This must have been a fairly recent change of outlook. If we look at the Secretary of State's Answer to my honourable friend Mr. Keetch during Question Time on 9th July, it will be seen that he said: Attending for interview is compulsory, but taking one of the options available … is not".—[Official Report, Commons, 9/7/98; col. 1223.] Can the Minister tell us when the Secretary of State changed his mind between 9th July and today, and what reasons led him to make that change? This is a matter of some legitimate interest. I believe that the difference between those words is particularly clear.

The issue of quality depends largely on the question of cost. I will accept what the noble Baroness, Lady Hayman, told me during the debate on the Statement on the Utting report. It was said in a slightly different context, but the point is the same. She said that the relationship between cost and quality is not exactly a constant. However, the fact that there is such a relationship is, I hope, something that the Minister will not consider denying.

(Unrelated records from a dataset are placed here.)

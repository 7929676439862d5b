//! Runs in its own test binary: the derive-sha selector is process-wide.

mod common;

use common::{
    chain_config,
    genesis,
    transfer,
};
use ledger_chain::{
    chain::CacheConfig,
    params::DeriveShaImpl,
    test_utils::{
        ChainMaker,
        TestKey,
        init_tracing,
        new_blockchain,
    },
    types::{
        Block,
        Transaction,
        derive_sha_by,
    },
};
use std::sync::Arc;

fn root_of(implementation: DeriveShaImpl, txs: &[Transaction]) -> alloy_primitives::B256 {
    derive_sha_by(implementation, txs, |tx, out| tx.encode_envelope(out))
}

#[test]
fn configured_derive_sha_roots_blocks() {
    init_tracing();
    let key = TestKey::from_seed(1);
    let genesis = genesis(
        chain_config().with_derive_sha_impl(DeriveShaImpl::Simple),
        &[&key],
    );
    let maker = ChainMaker::new(&genesis);
    let blocks = maker.generate(&maker.genesis(), 3, |block| {
        let nonce = block.nonce(key.address());
        block.add_tx(transfer(&key, nonce, 1, 1));
        block.add_tx(transfer(&key, nonce + 1, 1, 1));
    });
    for block in &blocks {
        let txs = block.transactions();
        assert_eq!(block.header().tx_root, root_of(DeriveShaImpl::Simple, txs));
        assert_ne!(block.header().tx_root, root_of(DeriveShaImpl::Trie, txs));
    }

    let chain = new_blockchain(&genesis, CacheConfig::default()).unwrap();
    chain.insert_chain(&blocks[..2]).unwrap();
    assert_eq!(chain.current_block().hash(), blocks[1].hash());

    // A trie-rooted body no longer matches its header.
    let mut header = blocks[2].header().clone();
    header.tx_root = root_of(DeriveShaImpl::Trie, blocks[2].transactions());
    let trie_rooted = Arc::new(Block::new(header, blocks[2].transactions().to_vec()));
    assert!(chain.insert_chain(&[trie_rooted]).is_err());
    assert_eq!(chain.current_block().hash(), blocks[1].hash());

    chain.insert_chain(&blocks[2..]).unwrap();
    assert_eq!(chain.current_block().number(), 3);
    chain.stop();
}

For the 18-to-24 age group the average cost of the employment option is £2,000 per person. For the other three categories, the average cost of those options is £4,000 per person. However, in the specification document for the pilots as regards this option for the over-25s the average cost is £1,300 per person. It may be possible, by a quite remarkable exercise of what Whitehall misleadingly describes as efficiency, for quality to be kept up even with that dramatic reduction in costs. But if that is possible, it would need a rather good explanation. I look forward to hearing the Minister provide it.

There is also a question about the length of time for which training is available. As far as I can understand—I believe the Minister's mention of 13 weeks probably tended to confirm my view—there is no guarantee of training being available beyond 13 weeks. Indeed, we have been advised that training may under this option last as little as one day. I very much hope that the Minister can assure me that that is a mistaken view.

The Minister also talked about learning lessons from the welfare-to-work projects applied to the 18-to-24 age group. That is well worth considering. We were told that the gateway should not last beyond four months, yet 20 per cent. of those on the under-25s pilots who went into the gateway in January were still there in August. As anyone who drives around London will know, gateways tend to involve traffic jams.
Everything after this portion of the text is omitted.